Dichloromethane is a chlorinated solvent and belongs to the group volatile organic compounds (VOC). Dichloromethane is also called methylene dichloride and is a colourless, volatile liquid with a sweet odour.1
Dichloromethane is used as an industrial solvent and paint thinner. It may also occur in some aerosols and pesticides and is used in the production of photographic film.2 In the past, the substance was used as an inhalation anaesthetic.3 Since 1993 it is prohibited to market consumer products containing dichloromethane in Sweden and using the substance is prohibited since 1996, unless given exemption.4 5
Sources and transportation pathways
Dichloromethane does not occur naturally in the environment.6 The substance is emitted during use within the chemical and pharmaceutical industry.7 Emissions are mainly released to air as the substance evaporates quickly. In air, it undergoes photochemical degradation within a few months. Most dichloromethane that ends up in the environment turns into carbon dioxide. In water, the substance is degraded within a few days, and in soil it binds loosely to soil particles and evaporates thereafter to air. A small part may also travel to the groundwater and small amounts may be present in drinking water. The substance is not likely to accumulate in plants or animals.8
Effects on environment and health
Dichloromethane is not toxic to aquatic systems.9 The effects on terrestrial animals and birds are unknown but the substance is unlikely to bioaccumulate.10 It reacts with ozone, but since it also reacts with other substances in the lower atmosphere it does not affect the ozone layer significantly.11 As a VOC, dichloromethane can be involved in the formation of ground-level ozone. Ground-level ozone may damage vegetation and during episodes of elevated VOC levels, it may cause irritation of the respiratory tract in humans. Dichloromethane is also a greenhouse gas that contributes to the increased greenhouse gas effect12 13. The increased greenhouse gas effect results in an increase of the average temperature on earth, which for example leads to climate change and rising of the sea level.14 15
Inhalation of dichloromethane may cause dizziness and skin contact may cause burning and redness.
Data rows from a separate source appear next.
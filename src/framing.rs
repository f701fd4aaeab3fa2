//! Splitting elementary-stream files into input units
//!
//! The frame constructor expects one access unit (or a piece of one) per
//! `load()`. Files on disk come as:
//!
//! - AVC / HEVC: raw Annex B, split at access unit boundaries
//! - VC-1: advanced profile elementary stream, split at frame start codes
//!   with the leading sequence header reported as header data
//! - VP8 / VP9: IVF, one frame per IVF frame record

use crate::codec::startcode::iter_nals;
use crate::codec::vc1::{self, START_CODE_FRAME};
use crate::codec::{self, h265, CodecKind, NalClass};
use crate::error::{Error, Result};
use byteorder::{ByteOrder, LittleEndian};
use std::ops::Range;
use tracing::debug;

/// IVF file signature
pub const IVF_SIGNATURE: &[u8; 4] = b"DKIF";
const IVF_FRAME_HEADER_LEN: usize = 12;

/// One unit to feed to a constructor
#[derive(Debug, Clone, PartialEq, Eq)]
pub struct Unit {
    /// Byte range inside the file
    pub range: Range<usize>,
    /// Presentation time in microseconds, -1 when unknown
    pub pts: i64,
    /// Codec configuration data rather than a frame
    pub is_header: bool,
}

impl Unit {
    fn frame(range: Range<usize>, pts: i64) -> Self {
        Unit {
            range,
            pts,
            is_header: false,
        }
    }
}

/// Split a whole file for `kind`
pub fn split(kind: CodecKind, data: &[u8]) -> Result<Vec<Unit>> {
    let units = match kind {
        CodecKind::Avc | CodecKind::Hevc => split_access_units(kind, data)
            .into_iter()
            .map(|r| Unit::frame(r, -1))
            .collect(),
        CodecKind::Vc1 => split_vc1(data)?,
        CodecKind::Vp8 | CodecKind::Vp9 => split_ivf(data)?,
    };
    debug!(codec = %kind, units = units.len(), "split input");
    Ok(units)
}

/// Access unit ranges of an Annex B stream
///
/// A new access unit starts at a delimiter, parameter set or prefix SEI
/// following a slice, or at a slice that is the first of its picture.
/// Bytes ahead of the first NAL unit stay with the first access unit.
pub fn split_access_units(kind: CodecKind, data: &[u8]) -> Vec<Range<usize>> {
    let mut units = Vec::new();
    let mut start = 0;
    let mut seen_slice = false;

    for span in iter_nals(data).filter(|n| !n.is_empty()) {
        let nal = span.payload(data);
        let class = codec::classify_nal(kind, nal);

        let boundary = seen_slice
            && match class {
                NalClass::Delimiter | NalClass::Vps | NalClass::Sps | NalClass::Pps => true,
                NalClass::Sei => !is_suffix_sei(kind, nal),
                NalClass::Slice { .. } => first_slice_of_picture(kind, nal),
                _ => false,
            };

        if boundary {
            let pos = span.start_code_pos();
            units.push(start..pos);
            start = pos;
            seen_slice = false;
        }
        seen_slice |= class.is_slice();
    }

    if start < data.len() {
        units.push(start..data.len());
    }
    units
}

fn is_suffix_sei(kind: CodecKind, nal: &[u8]) -> bool {
    kind == CodecKind::Hevc
        && h265::nal_unit_type(nal) == Some(h265::NalUnitType::SuffixSeiNut as u8)
}

/// first_mb_in_slice == 0 (AVC) or first_slice_segment_in_pic_flag (HEVC)
fn first_slice_of_picture(kind: CodecKind, nal: &[u8]) -> bool {
    let header_len = kind.info().nal_header_len;
    nal.get(header_len).map(|b| b & 0x80 != 0).unwrap_or(false)
}

/// Advanced profile VC-1: sequence header, then one unit per frame
pub fn split_vc1(data: &[u8]) -> Result<Vec<Unit>> {
    if vc1::start_code_suffix(data).is_none() {
        return Err(Error::invalid_input(
            "VC-1 input must be an advanced profile elementary stream",
        ));
    }

    let frames: Vec<usize> = iter_nals(data)
        .filter(|n| data.get(n.start) == Some(&START_CODE_FRAME))
        .map(|n| n.start_code_pos())
        .collect();

    let mut units = Vec::with_capacity(frames.len() + 1);
    let first = frames.first().copied().unwrap_or(data.len());
    if first > 0 {
        units.push(Unit {
            range: 0..first,
            pts: -1,
            is_header: true,
        });
    }
    for (i, &pos) in frames.iter().enumerate() {
        let end = frames.get(i + 1).copied().unwrap_or(data.len());
        units.push(Unit::frame(pos..end, -1));
    }
    Ok(units)
}

/// Frames of an IVF file
pub fn split_ivf(data: &[u8]) -> Result<Vec<Unit>> {
    if data.len() < 32 || &data[..4] != IVF_SIGNATURE {
        return Err(Error::invalid_input("Not an IVF file"));
    }

    let header_len = LittleEndian::read_u16(&data[6..8]) as usize;
    let rate = LittleEndian::read_u32(&data[16..20]) as i128;
    let scale = LittleEndian::read_u32(&data[20..24]) as i128;
    if header_len < 32 || header_len > data.len() {
        return Err(Error::invalid_input(format!(
            "Bad IVF header size {}",
            header_len
        )));
    }

    let mut units = Vec::new();
    let mut pos = header_len;
    while pos + IVF_FRAME_HEADER_LEN <= data.len() {
        let size = LittleEndian::read_u32(&data[pos..pos + 4]) as usize;
        let pts = LittleEndian::read_u64(&data[pos + 4..pos + 12]) as i128;
        let start = pos + IVF_FRAME_HEADER_LEN;
        let end = start
            .checked_add(size)
            .filter(|&e| e <= data.len())
            .ok_or_else(|| Error::invalid_input(format!("IVF frame at {} is truncated", pos)))?;

        let micros = if rate > 0 {
            i64::try_from(pts * scale * 1_000_000 / rate).unwrap_or(-1)
        } else {
            -1
        };
        units.push(Unit::frame(start..end, micros));
        pos = end;
    }
    Ok(units)
}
The substance may be carcinogenic.16 A toxic and corrosive gas or fumes are formed if it is heated or combusted.17
International agreements and regulations
Dichloromethane is regulated by the EU Water Framework Directive (2000/60/EC). The presence of dichloromethane in product is regulated by EU REACH regulation (EC 1907/2006). The UN Protocol on PRTRs and the EU E-PRTR regulation regulate how data on dichloromethane emissions is made available.
As a VOC, dichloromethane is indirectly regulated by the UN Convention on Long-Range Transboundary Air Pollution (CLRTAP) and the UN Framework Convention on Climate Change (UNFCCC), as well as by the EU National Emissions Ceilings Directive (2001/81/EC) and the EU Industrial Emissions Directive (2010/75/EU).